What you should do –
The answer must be one number: how many lines in the records below contain the word "suspended".

The records –
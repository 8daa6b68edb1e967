//! Single-threaded event loop driving tasks and descriptor readiness.
//!
//! One loop iteration runs every task queued so far (a batch), then blocks in
//! the readiness backend until a descriptor a task waits on is ready. Tasks
//! woken by other tasks skip the blocking wait.

use crate::builder::PollerBuilder;
use crate::error::{Error, Result};
use crate::reactor::core::Reactor;
use crate::runtime::Handle;
use crate::runtime::waker::make_waker;
use crate::task::{JoinHandle, TaskId};

use std::future::Future;
use std::io;
use std::pin::pin;
use std::task::{Context, Poll};
use std::time::Duration;

use tracing::{debug, trace};

/// Lifecycle of the loop.
#[derive(Debug, Clone, Copy, PartialEq, Eq)]
pub enum LoopState {
    /// Not inside [`Poller::run`] or [`Poller::block_on`].
    Idle,
    /// Dispatching readiness and polling tasks.
    Running,
    /// [`Handle::stop`] was called; the loop returns after the current batch.
    Stopping,
}

/// Main event loop.
///
/// All tasks and descriptors of a poller belong to the thread that created
/// it. Wakers may be cloned freely but must be woken from that thread.
pub struct Poller {
    handle: Handle,
}

impl Poller {
    /// Creates a poller with the default configuration.
    ///
    /// # Example
    /// ```ignore
    /// let mut poller = Poller::new()?;
    /// ```
    pub fn new() -> io::Result<Self> {
        PollerBuilder::new().build()
    }

    pub(crate) fn with_capacity(event_capacity: usize) -> io::Result<Self> {
        let reactor = Reactor::new(event_capacity)?;

        Ok(Self {
            handle: Handle::new(reactor),
        })
    }

    /// Returns a handle that can spawn tasks and register descriptors.
    pub fn handle(&self) -> Handle {
        self.handle.clone()
    }

    /// Spawns a task; see [`Handle::spawn`].
    pub fn spawn<F>(&self, future: F) -> JoinHandle<F::Output>
    where
        F: Future + 'static,
        F::Output: 'static,
    {
        self.handle.spawn(future)
    }

    /// Requests the loop to stop; see [`Handle::stop`].
    pub fn stop(&self) {
        self.handle.stop();
    }

    pub fn state(&self) -> LoopState {
        self.handle.state()
    }

    /// Runs until every task has finished or [`Handle::stop`] is called.
    ///
    /// # Errors
    /// Fails if the readiness backend fails, if the poller is already running,
    /// or if every remaining task is suspended with nothing left that could
    /// wake it.
    pub fn run(&mut self) -> Result<()> {
        self.enter()?;
        let result = self.run_until_stopped();
        self.handle.shared.state.set(LoopState::Idle);

        result
    }

    fn run_until_stopped(&mut self) -> Result<()> {
        loop {
            for id in self.handle.shared.queue.take_batch() {
                if id != TaskId::ROOT {
                    self.poll_task(id);
                }
            }

            if self.handle.state() == LoopState::Stopping {
                debug!("poller stopped");
                return Ok(());
            }

            if self.handle.task_count() == 0 {
                debug!("no tasks left, poller returning");
                return Ok(());
            }

            self.turn()?;
        }
    }

    /// Drives `future` to completion on this poller, running spawned tasks
    /// along the way.
    ///
    /// # Arguments
    /// * `future` - The future to execute and wait for completion
    ///
    /// # Returns
    /// The output value of the completed future
    ///
    /// # Example
    /// ```ignore
    /// let result = poller.block_on(async { 42 })?;
    /// assert_eq!(result, 42);
    /// ```
    pub fn block_on<F: Future>(&mut self, future: F) -> Result<F::Output> {
        self.enter()?;
        let result = self.block_on_inner(future);
        self.handle.shared.state.set(LoopState::Idle);

        result
    }

    fn block_on_inner<F: Future>(&mut self, future: F) -> Result<F::Output> {
        let mut future = pin!(future);
        let queue = self.handle.shared.queue.clone();
        let waker = make_waker(TaskId::ROOT, queue.clone());
        let mut cx = Context::from_waker(&waker);

        queue.push(TaskId::ROOT);

        loop {
            let batch = queue.take_batch();

            for (position, id) in batch.iter().enumerate() {
                if *id != TaskId::ROOT {
                    self.poll_task(*id);
                    continue;
                }

                if let Poll::Ready(output) = future.as_mut().poll(&mut cx) {
                    queue.requeue(&batch[position + 1..]);
                    return Ok(output);
                }
            }

            if self.handle.state() == LoopState::Stopping {
                return Err(Error::Contract("poller stopped before the future completed"));
            }

            self.turn()?;
        }
    }

    fn enter(&self) -> Result<()> {
        let state = &self.handle.shared.state;
        if state.get() != LoopState::Idle {
            return Err(Error::Contract("poller is already running"));
        }

        state.set(LoopState::Running);
        Ok(())
    }

    fn poll_task(&self, id: TaskId) {
        let tasks = &self.handle.shared.tasks;

        let (future, waker) = {
            let mut tasks = tasks.borrow_mut();
            match tasks.get_mut(id.key()) {
                Some(slot) => (slot.future.take(), slot.waker.clone()),
                None => return,
            }
        };

        let Some(mut future) = future else {
            return;
        };

        let mut cx = Context::from_waker(&waker);

        match future.as_mut().poll(&mut cx) {
            Poll::Ready(()) => {
                let slot = tasks.borrow_mut().remove(id.key());
                drop(slot);
                drop(future);
                trace!(task = ?id, "task finished");
            }
            Poll::Pending => {
                // The task may have cancelled itself while it was running.
                let orphan = match tasks.borrow_mut().get_mut(id.key()) {
                    Some(slot) => {
                        slot.future = Some(future);
                        None
                    }
                    None => Some(future),
                };
                drop(orphan);
            }
        }
    }

    /// Waits for readiness and wakes the tasks it concerns.
    fn turn(&self) -> Result<()> {
        let shared = &self.handle.shared;

        let timeout = if shared.queue.is_empty() {
            if !shared.reactor.borrow().has_waiters() {
                return Err(Error::Contract(
                    "every task is suspended and no descriptor can wake one",
                ));
            }
            None
        } else {
            Some(Duration::ZERO)
        };

        let wakers = {
            let mut reactor = shared.reactor.borrow_mut();
            reactor.poll(timeout)?;
            reactor.take_ready()
        };

        for waker in wakers {
            waker.wake();
        }

        Ok(())
    }
}

impl Drop for Poller {
    fn drop(&mut self) {
        self.handle.shutdown();
    }
}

Answer to the exercise –
2